Grant Blankenship: The State Election Board launched the investigation after it heard complaints about thousands of failed challenges in the core metro Atlanta counties, plus Bibb, Jackson and Athens-Clarke counties. Bibb County GOP chair David Sumrall told the board the bulk of his May challenges were denied because while they complied with state law, they violated federal law.
David Sumrall: The board is really, I think, in Bibb county waiting for somebody — a judge or this board — to tell them what constitutes a valid challenge and whether the federal law trumps the state law. If so, then our state law is virtually worthless.
Grant Blankenship: The State Election Board has invited but cannot compel local officials to explain their actions at their next meeting, which comes on the 8th of October — after the start of early voting.

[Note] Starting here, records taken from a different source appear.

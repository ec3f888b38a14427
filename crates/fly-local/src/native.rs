//! Adapter backed by the local filesystem.

use fly_core::{path, Adapter, CreateDirOptions, Error, Result, WriteOptions, DEFAULT_DIR_MODE};
use std::fs::{self, File, Metadata, OpenOptions};
use std::io::{self, Write};
use std::path::{Path, PathBuf};
use tokio::task;

/// Adapter for a directory tree on the local filesystem.
///
/// Every path is normalized and joined onto the root before use; paths that
/// climb above the root with `..` are rejected with [`Error::InvalidPath`].
/// The root itself does not need to exist until something is written.
///
/// # Directory removal
///
/// [`delete`](Adapter::delete) and [`delete_dir`](Adapter::delete_dir) share
/// one removal primitive: files are unlinked and directories are removed only
/// when empty. Deleting a non-empty directory fails with the I/O error from
/// the filesystem; there is no recursive delete. `delete_dir` refuses
/// anything that is not a directory with a `NotADirectory` I/O error.
#[derive(Debug, Clone)]
pub struct LocalAdapter {
    root: PathBuf,
}

impl LocalAdapter {
    /// Create an adapter rooted at `root`.
    pub fn new(root: impl AsRef<Path>) -> Self {
        Self {
            root: root.as_ref().to_path_buf(),
        }
    }

    /// The directory every path is resolved against.
    pub fn root(&self) -> &Path {
        &self.root
    }

    fn resolve(&self, path: &str) -> Result<PathBuf> {
        path::resolve(&self.root, path)
    }
}

#[async_trait::async_trait]
impl Adapter for LocalAdapter {
    async fn create_dir(&self, path: &str, options: &CreateDirOptions) -> Result<()> {
        let resolved = self.resolve(path)?;
        let mode = options.mode;
        tracing::debug!(path, mode, "create_dir");

        blocking(move || create_dir_all(&resolved, mode).map_err(Error::Io)).await
    }

    async fn copy(&self, src: &str, dst: &str) -> Result<()> {
        let src_path = self.resolve(src)?;
        let dst_path = self.resolve(dst)?;
        let src_label = src.to_string();
        tracing::debug!(src, dst, "copy");

        blocking(move || copy_file(&src_path, &dst_path, &src_label)).await
    }

    async fn delete(&self, path: &str) -> Result<()> {
        let resolved = self.resolve(path)?;
        let label = path.to_string();
        tracing::debug!(path, "delete");

        blocking(move || remove_entry(&resolved, &label, false)).await
    }

    async fn delete_dir(&self, path: &str) -> Result<()> {
        let resolved = self.resolve(&path::dir_key(path))?;
        let label = path.to_string();
        tracing::debug!(path, "delete_dir");

        blocking(move || remove_entry(&resolved, &label, true)).await
    }

    async fn has(&self, path: &str) -> Result<bool> {
        let resolved = self.resolve(path)?;
        blocking(move || Ok(probe(&resolved)?.is_some_and(|meta| !meta.is_dir()))).await
    }

    async fn has_dir(&self, path: &str) -> Result<bool> {
        let resolved = self.resolve(&path::dir_key(path))?;
        blocking(move || Ok(probe(&resolved)?.is_some_and(|meta| meta.is_dir()))).await
    }

    async fn mime_type(&self, path: &str) -> Result<String> {
        Ok(fly_core::mime::for_path(path).to_string())
    }

    async fn read(&self, path: &str) -> Result<Vec<u8>> {
        if !self.has(path).await? {
            return Err(Error::not_found(path));
        }

        let resolved = self.resolve(path)?;
        let label = path.to_string();
        blocking(move || fs::read(&resolved).map_err(|e| map_io(e, &label))).await
    }

    async fn write(&self, path: &str, contents: &[u8], options: &WriteOptions) -> Result<()> {
        let normalized = path::normalize(path)?;
        let parent = normalized
            .rsplit_once('/')
            .map(|(parent, _)| parent)
            .unwrap_or("");
        self.create_dir(parent, &CreateDirOptions::default()).await?;

        let resolved = self.resolve(&normalized)?;
        let contents = contents.to_vec();
        let mode = options.mode;
        tracing::debug!(path, bytes = contents.len(), mode, "write");

        blocking(move || write_file(&resolved, &contents, mode).map_err(Error::Io)).await
    }
}

/// Run a blocking filesystem closure on tokio's blocking pool.
async fn blocking<T, F>(f: F) -> Result<T>
where
    F: FnOnce() -> Result<T> + Send + 'static,
    T: Send + 'static,
{
    task::spawn_blocking(f)
        .await
        .map_err(|e| Error::Io(io::Error::new(io::ErrorKind::Other, e)))?
}

/// Map a missing target to [`Error::NotFound`], pass everything else through.
fn map_io(err: io::Error, path: &str) -> Error {
    if err.kind() == io::ErrorKind::NotFound {
        Error::not_found(path)
    } else {
        Error::Io(err)
    }
}

/// Stat a path, treating "absent" as `None`.
///
/// A path component that is a file (`ENOTDIR`) also means the target cannot
/// exist. Other failures, such as permission errors, are returned.
fn probe(path: &Path) -> Result<Option<Metadata>> {
    match fs::metadata(path) {
        Ok(meta) => Ok(Some(meta)),
        Err(e)
            if e.kind() == io::ErrorKind::NotFound || e.kind() == io::ErrorKind::NotADirectory =>
        {
            Ok(None)
        }
        Err(e) => Err(Error::Io(e)),
    }
}

fn create_dir_all(path: &Path, mode: u32) -> io::Result<()> {
    let mut builder = fs::DirBuilder::new();
    builder.recursive(true);

    #[cfg(unix)]
    {
        use std::os::unix::fs::DirBuilderExt;
        builder.mode(mode);
    }
    #[cfg(not(unix))]
    let _ = mode;

    builder.create(path)
}

fn write_file(path: &Path, contents: &[u8], mode: u32) -> io::Result<()> {
    let mut options = OpenOptions::new();
    options.write(true).create(true).truncate(true);

    #[cfg(unix)]
    {
        use std::os::unix::fs::OpenOptionsExt;
        options.mode(mode);
    }
    #[cfg(not(unix))]
    let _ = mode;

    let mut file = options.open(path)?;
    file.write_all(contents)?;
    file.flush()
}

/// Copy a regular file, refusing sockets, devices and directories.
fn copy_file(src: &Path, dst: &Path, src_label: &str) -> Result<()> {
    let mut src_file = File::open(src).map_err(|e| map_io(e, src_label))?;
    if !src_file.metadata()?.is_file() {
        return Err(Error::NotRegularFile {
            path: src.to_path_buf(),
        });
    }

    // Creating the destination would truncate the source.
    if src == dst {
        return Ok(());
    }

    if let Some(parent) = dst.parent() {
        create_dir_all(parent, DEFAULT_DIR_MODE)?;
    }

    let mut dst_file = File::create(dst)?;
    if !dst_file.metadata()?.is_file() {
        return Err(Error::NotRegularFile {
            path: dst.to_path_buf(),
        });
    }

    io::copy(&mut src_file, &mut dst_file)?;
    Ok(())
}

/// Remove a file, or a directory if it is empty.
///
/// With `dir_only`, anything other than a directory is refused with an I/O
/// error of kind `NotADirectory` and left in place.
fn remove_entry(path: &Path, label: &str, dir_only: bool) -> Result<()> {
    let meta = fs::symlink_metadata(path).map_err(|e| map_io(e, label))?;

    if dir_only && !meta.is_dir() {
        return Err(Error::Io(io::Error::new(
            io::ErrorKind::NotADirectory,
            format!("{label} is not a directory"),
        )));
    }

    let removed = if meta.is_dir() {
        fs::remove_dir(path)
    } else {
        fs::remove_file(path)
    };
    removed.map_err(|e| map_io(e, label))
}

For GPB News, I'm Grant Blankenship in Macon.
Story 7:
Peter Biello: Zoo Atlanta's last four giant pandas will be moved to China next month as its 25-year agreement with the country comes to an end. Atlanta received the first two pandas from China in 1999 as part of a loan agreement. The zoo's president and CEO says it's been the zoo's privilege to be able to share the pandas with the city for the past 25 years. The facility plans a Panda Palooza event on Oct. 5 to wish the animals farewell.
Story 8:
Peter Biello: The chief operating officer of Atlanta's 1996 Olympic Games has died. Friends of A.D. Frazier confirmed his death yesterday. Frazier served as the Atlanta Games' No. 2. He later served as president of the Atlanta-based investment management firm Invesco. A.D. Frazier was 80 years old.
Story 9:
Peter Biello: And in baseball, the Braves and their rivals, the New York Mets, open a high-stakes three-game series at Truist Park tonight. The Braves are one and a half games out of the wild card behind the Diamondbacks. Beating the Mets twice would even their records, and if the Braves sweep the Mets and stay hot through the series with Kansas City this weekend — and the Mets continue to lose — the Braves will find a place in the postseason schedule. Rookie Spencer Schwellenbach is scheduled to start tonight against the Mets' Luis Severino.
Peter Biello: And that's a wrap on this edition of Georgia Today. Thank you so much for listening. Because you value the service — because it's part of your routine, perhaps — we ask you to support it with a gift because everything that you hear on GPB, whether it's a podcast or something on the radio, is made possible by people like you. So choose an amount and make a contribution at GPB.org, and thanks so much. Remember, you can always check out the latest news at GPB.org/news. And if you subscribe to this podcast, we will pop up in your podcast feed automatically tomorrow afternoon. If you've got feedback or a story idea we should know about. Send it to us by email. The address is GeorgiaToday@GPB.org. I'm Peter Biello. Thanks again for listening. We'll see you tomorrow.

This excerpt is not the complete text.